In recent years, there's been a bizarre line of work in deep learning that shows you can get remarkable results by just using the random features in a neural network—as in, you don't need to train the network; you can just use the network at initialization! However, you do need to do something on top of the network to get something interesting out of it.

Here's a brief summary and the thoughts it has inspired as I've been reading along. These are mostly notes to my future self but might be of interest to others interested in how deep neural networks work.

  • This work grew out of the subfield of pruning/sparsity in neural networks.
  • Someone noticed that so-called lottery tickets would do better than random chance before even being trained.
    • This paper was probably the first to make the bold claim/observation that "masking is training". They called these Supermasks.
  • Someone else worked on a surprisingly simple algorithm to simultaneously train and prune.
    • Usually this doesn't work, but it seems like the key for them was probably that they were greatly constraining the set of weights that could be pruned; they were only pruning in the "pointwise convolution" layer of a MobileNetV1.
    • The paper has a lot of extraneous stuff it doesn't need, but it is kind of interesting that they try to draw an equivalency between pruning and NAS. But I would say it's a small subset of NAS, in fact.
  • The above two ideas can be combined to train not the network itself, but only a mask on top of the network!
    • They were able to achieve quite good performance this way (never as good as training the dense network itself, but often as good as training a network with equivalent size/sparsity).
    • There's also someone who proved this is possible, in principle (and that's the unfortunate namesake of this post).
  • This is also obviously very related to reservoir computing, which I've been learning about lately (if you're familiar with that concept).
  • A kinda funny follow-on paper, Supermasks in Superposition, used this concept to avoid catastrophic forgetting by training a different mask for each task.
    • In this case they just used a randomly initialized network, but others have done this on top of pretrained networks and shown them to be competitive with fine-tuning, for the purposes of transfer learning.
    • They also claim that "the entire, growing set of supermasks can be stored in a constant-sized reservoir by implicitly storing them as attractors in a fixed-sized Hopfield network." At that point, this starts to sound like a hypernetwork!
  • All this learning of masks also seems related to a paper from my own lab, Learning to Continually Learn, which employs an architecture where one network learns to apply a mask to another network (referred to as neuromodulation). The way this is different, however, is that the mask is not static, but rather conditioned on each input.
  • I'm also seeing this as intimately related to the intriguing paper, Training BatchNorm and Only BatchNorm. Similar to the mask-learning idea, we can also keep all parameters of the network fixed except for the scale+shift parameters in each BatchNorm layer of a typical convnet.
    • This works surprisingly well, similar to the masks. Another interesting thing they notice when you do this is that you get a lot of the scale parameters going to zero—in other words, this is also learning to prune!
  • Combining the two ideas above, there are also works which use affine transforms as neuromodulators, rather than a simple binary mask (called FiLM layers). These are used for transfer/multi-task learning (similar to the SupSup paper above), and for conditional ("style") GANs, among other things.
    • In some very modern cases, the modulations are even produced by a separate network, bringing us back around to the connection to hypernetworks!

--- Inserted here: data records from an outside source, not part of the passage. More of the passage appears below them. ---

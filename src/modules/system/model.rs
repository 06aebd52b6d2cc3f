use serde::Serialize;
use utoipa::ToSchema;

/// One resource group in the API index.
#[derive(Debug, Clone, Serialize, ToSchema)]
pub struct EndpointGroup {
    pub path: &'static str,
    pub methods: Vec<&'static str>,
}

#[derive(Debug, Clone, Serialize, ToSchema)]
pub struct ApiIndex {
    pub message: &'static str,
    pub version: &'static str,
    pub endpoints: Vec<EndpointGroup>,
}

#[derive(Debug, Clone, Serialize, ToSchema)]
pub struct HealthStatus {
    pub status: &'static str,
    /// `postgres` or `memory`
    pub backend: &'static str,
    pub version: &'static str,
}

const ENDPOINTS: &[(&str, &[&str])] = &[
    ("/api/auth", &["POST /login", "POST /register", "GET /me", "PUT /me"]),
    (
        "/api/books",
        &[
            "GET",
            "POST",
            "GET /:id",
            "PUT /:id",
            "DELETE /:id",
            "POST /:id/checkout",
            "POST /:id/return",
            "GET /loans/me",
        ],
    ),
    (
        "/api/calendar",
        &[
            "GET /events",
            "POST /events",
            "GET /events/:id",
            "PUT /events/:id",
            "DELETE /events/:id",
        ],
    ),
    (
        "/api/feedback",
        &["GET", "POST", "GET /:id", "PUT /:id/status", "DELETE /:id"],
    ),
    (
        "/api/forms",
        &["GET", "POST", "GET /:id", "PUT /:id", "DELETE /:id", "GET /:id/download"],
    ),
    ("/api/staff", &["GET", "POST", "GET /:id", "PUT /:id", "DELETE /:id"]),
    ("/api/teachers", &["GET", "POST", "GET /:id", "PUT /:id", "DELETE /:id"]),
    ("/api/health", &["GET"]),
];

impl ApiIndex {
    pub fn current() -> Self {
        Self {
            message: "EduZone API",
            version: env!("CARGO_PKG_VERSION"),
            endpoints: ENDPOINTS
                .iter()
                .map(|(path, methods)| EndpointGroup {
                    path,
                    methods: methods.to_vec(),
                })
                .collect(),
        }
    }
}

It's been very interesting to read about all the surprising things you can do with random recombinations of existing features. It colors my perspective on pre-trained models a bit differently, and the training procedure itself. Is SGD really taking the network weights very far away from their initialization? Is it even doing much more than pruning?

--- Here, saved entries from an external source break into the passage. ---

use std::path::Path;
use std::time::Instant;

use axum::{
    extract::{MatchedPath, Request},
    http::{HeaderName, HeaderValue, StatusCode},
    middleware::Next,
    response::Response,
};
use tracing::{Instrument, error, info, info_span, warn};
use tracing_appender::rolling::{RollingFileAppender, Rotation};
use tracing_subscriber::{EnvFilter, Layer, fmt, layer::SubscriberExt, util::SubscriberInitExt};

pub const REQUEST_ID_HEADER: HeaderName = HeaderName::from_static("x-request-id");

/// Documentation assets are fetched in bursts by the browser UIs.
fn is_docs_asset(path: &str) -> bool {
    path.starts_with("/swagger-ui") || path.starts_with("/scalar") || path.starts_with("/api-docs")
}

/// Reuses a caller supplied `x-request-id` when it is a sane header value.
fn request_id(req: &Request) -> String {
    req.headers()
        .get(&REQUEST_ID_HEADER)
        .and_then(|value| value.to_str().ok())
        .filter(|value| !value.is_empty() && value.len() <= 128)
        .map(str::to_string)
        .unwrap_or_else(|| uuid::Uuid::new_v4().to_string())
}

fn log_completion(status: StatusCode, latency_ms: u64) {
    let code = status.as_u16();
    if status.is_server_error() {
        error!(status = code, latency_ms, "Request failed");
    } else if status.is_client_error() {
        warn!(status = code, latency_ms, "Request rejected");
    } else {
        info!(status = code, latency_ms, "Request completed");
    }
}

/// Wraps every request in a span carrying its id, method and route, and echoes the
/// id back in the `x-request-id` response header.
pub async fn logging_middleware(req: Request, next: Next) -> Response {
    let id = request_id(&req);
    let route = req
        .extensions()
        .get::<MatchedPath>()
        .map(|p| p.as_str().to_string())
        .unwrap_or_else(|| req.uri().path().to_string());

    if is_docs_asset(&route) {
        return next.run(req).await;
    }

    let span = info_span!(
        "http_request",
        request_id = %id,
        method = %req.method(),
        route = %route,
    );

    let start = Instant::now();
    let mut response = next.run(req).instrument(span.clone()).await;

    span.in_scope(|| log_completion(response.status(), start.elapsed().as_millis() as u64));

    if let Ok(value) = HeaderValue::from_str(&id) {
        response.headers_mut().insert(REQUEST_ID_HEADER, value);
    }

    response
}

fn default_filter() -> EnvFilter {
    EnvFilter::try_from_default_env().unwrap_or_else(|_| {
        EnvFilter::new(format!(
            "{}=info,eduzone_db=info,eduzone_cli=info,tower_http=warn,sqlx=warn",
            env!("CARGO_CRATE_NAME")
        ))
    })
}

/// Installs the global subscriber.
///
/// Console output honours `RUST_LOG`. Under `log_dir` two files roll daily:
/// `eduzone.log` keeps errors only, `eduzone.json` keeps structured info-level events.
pub fn init_tracing(log_dir: &Path) -> std::io::Result<()> {
    std::fs::create_dir_all(log_dir)?;

    let console = fmt::layer()
        .with_target(false)
        .compact()
        .with_filter(default_filter());

    let errors = fmt::layer()
        .with_writer(RollingFileAppender::new(Rotation::DAILY, log_dir, "eduzone.log"))
        .with_ansi(false)
        .with_file(true)
        .with_line_number(true)
        .with_filter(EnvFilter::new("error"));

    let structured = fmt::layer()
        .json()
        .with_writer(RollingFileAppender::new(Rotation::DAILY, log_dir, "eduzone.json"))
        .with_current_span(true)
        .with_span_list(false)
        .with_filter(EnvFilter::new("info"));

    tracing_subscriber::registry()
        .with(console)
        .with(errors)
        .with(structured)
        .init();

    Ok(())
}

But going further, I'm not just interested in sparse networks, but how existing neurons or layers could learn to connect to each other, in a self-organized growing/shaping process more similar to what happens in the development of a real brain. So I'm looking for ways to establish new connections, not just remove pre-existing ones. But that could be its own separate post, so I'll just close with one last reference that forms somewhat of a bridge from here to there:

  • A more modern option for simultaneous training and pruning is RigL.
    • I really like this algorithm because it incorporates aspects of "growing" new connections, not just pruning existing ones. (Although the other algorithms also allow connections to come and go, but this one seems to have a more explicit difference between pruning and growing.)